● EXERCISE BRIEF: Tally the lines in the records below that contain "published" and return only the result.

■ ■ ■ ■ ■ ■ ■

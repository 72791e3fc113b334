//! Management API.
//!
//! Small axum surface for inspecting and mutating the route table, plus
//! health and Prometheus endpoints. Routes published here have the same
//! authority as any other publisher; last writer wins per hostname.

use std::collections::BTreeMap;
use std::sync::Arc;

use axum::extract::{Path, State};
use axum::http::StatusCode;
use axum::response::IntoResponse;
use axum::routing::{get, post};
use axum::{Json, Router};
use serde::Deserialize;
use tokio_util::sync::CancellationToken;
use tower_http::trace::TraceLayer;
use tracing::info;

use crate::metrics;
use crate::routing::{Route, RouteStore, RouteTable};

#[derive(Clone)]
pub struct ApiState {
    pub routes: Arc<RouteTable>,
}

#[derive(Debug, Deserialize)]
#[serde(rename_all = "camelCase")]
struct UpsertRoute {
    server_address: String,
    backend: String,
    #[serde(default)]
    waker_id: Option<String>,
    #[serde(default)]
    proxy_protocol: Option<bool>,
}

#[derive(Debug, Deserialize)]
#[serde(rename_all = "camelCase")]
struct UpsertDefault {
    backend: String,
    #[serde(default)]
    waker_id: Option<String>,
    #[serde(default)]
    proxy_protocol: Option<bool>,
}

pub fn router(state: ApiState) -> Router {
    Router::new()
        .route("/routes", get(list_routes).post(create_route))
        .route("/routes/{serverAddress}", axum::routing::delete(delete_route))
        .route("/defaultRoute", post(set_default_route))
        .route("/healthz", get(healthz))
        .route("/metrics", get(render_metrics))
        .layer(TraceLayer::new_for_http())
        .with_state(state)
}

async fn list_routes(State(state): State<ApiState>) -> Json<BTreeMap<String, String>> {
    let snapshot = state.routes.snapshot();
    let routes = snapshot
        .routes
        .into_iter()
        .map(|(hostname, route)| (hostname, route.backend))
        .collect();
    Json(routes)
}

async fn create_route(
    State(state): State<ApiState>,
    Json(body): Json<UpsertRoute>,
) -> impl IntoResponse {
    let route = Route {
        backend: body.backend,
        waker_id: body.waker_id,
        proxy_protocol: body.proxy_protocol,
    };
    let key = state.routes.set(&body.server_address, route);
    info!(hostname = %key, "route published via management API");
    StatusCode::CREATED
}

async fn delete_route(
    State(state): State<ApiState>,
    Path(server_address): Path<String>,
) -> impl IntoResponse {
    if state.routes.delete(&server_address) {
        StatusCode::OK
    } else {
        StatusCode::NOT_FOUND
    }
}

async fn set_default_route(
    State(state): State<ApiState>,
    Json(body): Json<UpsertDefault>,
) -> impl IntoResponse {
    state.routes.set_default(Route {
        backend: body.backend,
        waker_id: body.waker_id,
        proxy_protocol: body.proxy_protocol,
    });
    StatusCode::OK
}

async fn healthz() -> impl IntoResponse {
    (StatusCode::OK, "ok")
}

async fn render_metrics() -> impl IntoResponse {
    (
        StatusCode::OK,
        [("content-type", "text/plain; version=0.0.4")],
        metrics::render(),
    )
}

/// Serve the management API until shutdown.
pub async fn serve(
    listener: tokio::net::TcpListener,
    state: ApiState,
    shutdown: CancellationToken,
) -> anyhow::Result<()> {
    let app = router(state);
    axum::serve(listener, app)
        .with_graceful_shutdown(async move { shutdown.cancelled().await })
        .await?;
    Ok(())
}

■ ■ ■ ■ ■ ■ ■

● ANSWER TO THE PROBLEM: 2